• _Given records_:
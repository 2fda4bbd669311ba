/// Frame driver - one staging pass and one submission per frame
///
/// Owns the frame's command list and the stager. Each `render_frame()`:
/// begin, stage, walk the packets, end, submit, and (optionally) wait.

use std::sync::{Arc, Mutex, MutexGuard};
use crate::error::{Error, Result};
use crate::graphics_device::{CommandList, GpuContext, GraphicsDevice};
use crate::registry::Registry;
use crate::staging::{StageReport, Stager};

/// Frame driver configuration
#[derive(Debug, Clone, Copy, PartialEq, Eq)]
pub struct FrameConfig {
    /// Block until the GPU finished the frame (debug builds by default)
    pub wait_for_completion: bool,
    /// Release packets of entities that lost their bounding volume without
    /// the registry notifying the stager
    pub prune_orphans: bool,
}

impl Default for FrameConfig {
    fn default() -> Self {
        Self {
            wait_for_completion: cfg!(debug_assertions),
            prune_orphans: true,
        }
    }
}

/// Result of one rendered frame
#[derive(Debug, Clone, Copy, PartialEq, Eq)]
pub struct FrameStats {
    /// 0 for the first frame
    pub frame_index: u64,
    /// Packets staged after this frame
    pub packets: usize,
    /// Bytes of acceleration structures referenced by this frame
    pub acceleration_structure_bytes: u64,
    /// What staging did
    pub report: StageReport,
    /// Orphan packets released this frame
    pub orphans_released: usize,
}

pub struct FrameDriver {
    device: Arc<Mutex<dyn GraphicsDevice>>,
    command_list: Box<dyn CommandList>,
    stager: Stager,
    config: FrameConfig,
    frame_count: u64,
}

impl FrameDriver {
    /// Create a driver and its command list
    ///
    /// The stager should already be connected to the registry it will stage.
    pub fn new(
        device: Arc<Mutex<dyn GraphicsDevice>>,
        stager: Stager,
        config: FrameConfig,
    ) -> Result<Self> {
        let command_list = Self::lock_device(&device)?.create_command_list()?;

        crate::engine_debug!(
            "continuum::FrameDriver",
            "Frame driver created (wait_for_completion: {}, prune_orphans: {})",
            config.wait_for_completion,
            config.prune_orphans
        );

        Ok(Self {
            device,
            command_list,
            stager,
            config,
            frame_count: 0,
        })
    }

    /// Stage `registry` and submit the recorded builds and refits
    ///
    /// # Errors
    ///
    /// If staging, closing the command list or submitting it fails, the
    /// frame is aborted: nothing it recorded reaches the GPU, every staged
    /// packet is released and the error is returned. No partial frame
    /// survives, so the next frame rebuilds from scratch.
    pub fn render_frame(&mut self, registry: &Registry) -> Result<FrameStats> {
        let device = Self::lock_device(&self.device)?;

        self.command_list.begin()?;

        let staged = {
            let mut context = GpuContext::new(&*device, self.command_list.as_mut());
            self.stager.stage(registry, &mut context)
        };

        let report = match staged {
            Ok(report) => report,
            Err(err) => {
                let list = Some(&mut self.command_list);
                return Err(Self::abort_frame(list, &mut self.stager, self.frame_count, err));
            }
        };

        let orphans_released = if self.config.prune_orphans {
            self.stager.prune_orphans(registry)
        } else {
            0
        };

        let (packets, acceleration_structure_bytes) = {
            let view = self.stager.get_packets();
            let bytes = view.iter().map(|(_, packet)| packet.handle().size()).sum();
            (view.len(), bytes)
        };

        // Once end() was attempted the list is not reopened
        if let Err(err) = self.command_list.end() {
            return Err(Self::abort_frame(None, &mut self.stager, self.frame_count, err));
        }
        if let Err(err) = device.submit(&[self.command_list.as_ref()]) {
            return Err(Self::abort_frame(None, &mut self.stager, self.frame_count, err));
        }

        if self.config.wait_for_completion {
            device.wait_idle()?;
        }

        let stats = FrameStats {
            frame_index: self.frame_count,
            packets,
            acceleration_structure_bytes,
            report,
            orphans_released,
        };
        self.frame_count += 1;

        crate::engine_trace!("continuum::FrameDriver", "Frame {:?}", stats);
        Ok(stats)
    }

    /// Drop everything the current frame staged and hand back `err`
    ///
    /// `open_list`, if given, is still recording and gets ended first.
    fn abort_frame(
        open_list: Option<&mut Box<dyn CommandList>>,
        stager: &mut Stager,
        frame_index: u64,
        err: Error,
    ) -> Error {
        crate::engine_error!(
            "continuum::FrameDriver",
            "Frame {} aborted: {}",
            frame_index,
            err
        );
        if let Some(list) = open_list {
            if let Err(end_err) = list.end() {
                crate::engine_warn!(
                    "continuum::FrameDriver",
                    "Failed to close aborted command list: {}",
                    end_err
                );
            }
        }
        let released = stager.clear();
        crate::engine_debug!(
            "continuum::FrameDriver",
            "Released {} packets after aborted frame",
            released
        );
        err
    }

    /// Wait for the GPU, detach the stager from `registry` and release all packets
    pub fn shutdown(&mut self, registry: &mut Registry) -> Result<()> {
        Self::lock_device(&self.device)?.wait_idle()?;
        self.stager.disconnect(registry);
        let released = self.stager.clear();

        crate::engine_info!(
            "continuum::FrameDriver",
            "Shut down after {} frames ({} packets released)",
            self.frame_count,
            released
        );
        Ok(())
    }

    /// Frames successfully submitted
    pub fn frame_count(&self) -> u64 {
        self.frame_count
    }

    pub fn stager(&self) -> &Stager {
        &self.stager
    }

    pub fn stager_mut(&mut self) -> &mut Stager {
        &mut self.stager
    }

    pub fn config(&self) -> &FrameConfig {
        &self.config
    }

    fn lock_device(
        device: &Arc<Mutex<dyn GraphicsDevice>>,
    ) -> Result<MutexGuard<'_, dyn GraphicsDevice + 'static>> {
        device
            .lock()
            .map_err(|_| crate::engine_err!("continuum::FrameDriver", "Graphics device lock poisoned"))
    }
}

#[cfg(test)]
#[path = "frame_driver_tests.rs"]
mod tests;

• _Work order_: Without changing a word, write out each entry again.

• _Task solution_:
repository 2fda4bbd669311ba
/// Frame driver - one staging pass and one submission per frame
///
/// Owns the frame's command list and the stager. Each `render_frame()`:
/// begin, stage, walk the packets, end, submit, and (optionally) wait.

use std::sync::{Arc, Mutex, MutexGuard};
use crate::error::{Error, Result};
use crate::graphics_device::{CommandList, GpuContext, GraphicsDevice};
use crate::registry::Registry;
use crate::staging::{StageReport, Stager};

/// Frame driver configuration
#[derive(Debug, Clone, Copy, PartialEq, Eq)]
pub struct FrameConfig {
    /// Block until the GPU finished the frame (debug builds by default)
    pub wait_for_completion: bool,
    /// Release packets of entities that lost their bounding volume without
    /// the registry notifying the stager
    pub prune_orphans: bool,
}

impl Default for FrameConfig {
    fn default() -> Self {
        Self {
            wait_for_completion: cfg!(debug_assertions),
            prune_orphans: true,
        }
    }
}

/// Result of one rendered frame
#[derive(Debug, Clone, Copy, PartialEq, Eq)]
pub struct FrameStats {
    /// 0 for the first frame
    pub frame_index: u64,
    /// Packets staged after this frame
    pub packets: usize,
    /// Bytes of acceleration structures referenced by this frame
    pub acceleration_structure_bytes: u64,
    /// What staging did
    pub report: StageReport,
    /// Orphan packets released this frame
    pub orphans_released: usize,
}

pub struct FrameDriver {
    device: Arc<Mutex<dyn GraphicsDevice>>,
    command_list: Box<dyn CommandList>,
    stager: Stager,
    config: FrameConfig,
    frame_count: u64,
}

impl FrameDriver {
    /// Create a driver and its command list
    ///
    /// The stager should already be connected to the registry it will stage.
    pub fn new(
        device: Arc<Mutex<dyn GraphicsDevice>>,
        stager: Stager,
        config: FrameConfig,
    ) -> Result<Self> {
        let command_list = Self::lock_device(&device)?.create_command_list()?;

        crate::engine_debug!(
            "continuum::FrameDriver",
            "Frame driver created (wait_for_completion: {}, prune_orphans: {})",
            config.wait_for_completion,
            config.prune_orphans
        );

        Ok(Self {
            device,
            command_list,
            stager,
            config,
            frame_count: 0,
        })
    }

    /// Stage `registry` and submit the recorded builds and refits
    ///
    /// # Errors
    ///
    /// If staging, closing the command list or submitting it fails, the
    /// frame is aborted: nothing it recorded reaches the GPU, every staged
    /// packet is released and the error is returned. No partial frame
    /// survives, so the next frame rebuilds from scratch.
    pub fn render_frame(&mut self, registry: &Registry) -> Result<FrameStats> {
        let device = Self::lock_device(&self.device)?;

        self.command_list.begin()?;

        let staged = {
            let mut context = GpuContext::new(&*device, self.command_list.as_mut());
            self.stager.stage(registry, &mut context)
        };

        let report = match staged {
            Ok(report) => report,
            Err(err) => {
                let list = Some(&mut self.command_list);
                return Err(Self::abort_frame(list, &mut self.stager, self.frame_count, err));
            }
        };

        let orphans_released = if self.config.prune_orphans {
            self.stager.prune_orphans(registry)
        } else {
            0
        };

        let (packets, acceleration_structure_bytes) = {
            let view = self.stager.get_packets();
            let bytes = view.iter().map(|(_, packet)| packet.handle().size()).sum();
            (view.len(), bytes)
        };

        // Once end() was attempted the list is not reopened
        if let Err(err) = self.command_list.end() {
            return Err(Self::abort_frame(None, &mut self.stager, self.frame_count, err));
        }
        if let Err(err) = device.submit(&[self.command_list.as_ref()]) {
            return Err(Self::abort_frame(None, &mut self.stager, self.frame_count, err));
        }

        if self.config.wait_for_completion {
            device.wait_idle()?;
        }

        let stats = FrameStats {
            frame_index: self.frame_count,
            packets,
            acceleration_structure_bytes,
            report,
            orphans_released,
        };
        self.frame_count += 1;

        crate::engine_trace!("continuum::FrameDriver", "Frame {:?}", stats);
        Ok(stats)
    }

    /// Drop everything the current frame staged and hand back `err`
    ///
    /// `open_list`, if given, is still recording and gets ended first.
    fn abort_frame(
        open_list: Option<&mut Box<dyn CommandList>>,
        stager: &mut Stager,
        frame_index: u64,
        err: Error,
    ) -> Error {
        crate::engine_error!(
            "continuum::FrameDriver",
            "Frame {} aborted: {}",
            frame_index,
            err
        );
        if let Some(list) = open_list {
            if let Err(end_err) = list.end() {
                crate::engine_warn!(
                    "continuum::FrameDriver",
                    "Failed to close aborted command list: {}",
                    end_err
                );
            }
        }
        let released = stager.clear();
        crate::engine_debug!(
            "continuum::FrameDriver",
            "Released {} packets after aborted frame",
            released
        );
        err
    }

    /// Wait for the GPU, detach the stager from `registry` and release all packets
    pub fn shutdown(&mut self, registry: &mut Registry) -> Result<()> {
        Self::lock_device(&self.device)?.wait_idle()?;
        self.stager.disconnect(registry);
        let released = self.stager.clear();

        crate::engine_info!(
            "continuum::FrameDriver",
            "Shut down after {} frames ({} packets released)",
            self.frame_count,
            released
        );
        Ok(())
    }

    /// Frames successfully submitted
    pub fn frame_count(&self) -> u64 {
        self.frame_count
    }

    pub fn stager(&self) -> &Stager {
        &self.stager
    }

    pub fn stager_mut(&mut self) -> &mut Stager {
        &mut self.stager
    }

    pub fn config(&self) -> &FrameConfig {
        &self.config
    }

    fn lock_device(
        device: &Arc<Mutex<dyn GraphicsDevice>>,
    ) -> Result<MutexGuard<'_, dyn GraphicsDevice + 'static>> {
        device
            .lock()
            .map_err(|_| crate::engine_err!("continuum::FrameDriver", "Graphics device lock poisoned"))
    }
}

#[cfg(test)]
#[path = "frame_driver_tests.rs"]
mod tests;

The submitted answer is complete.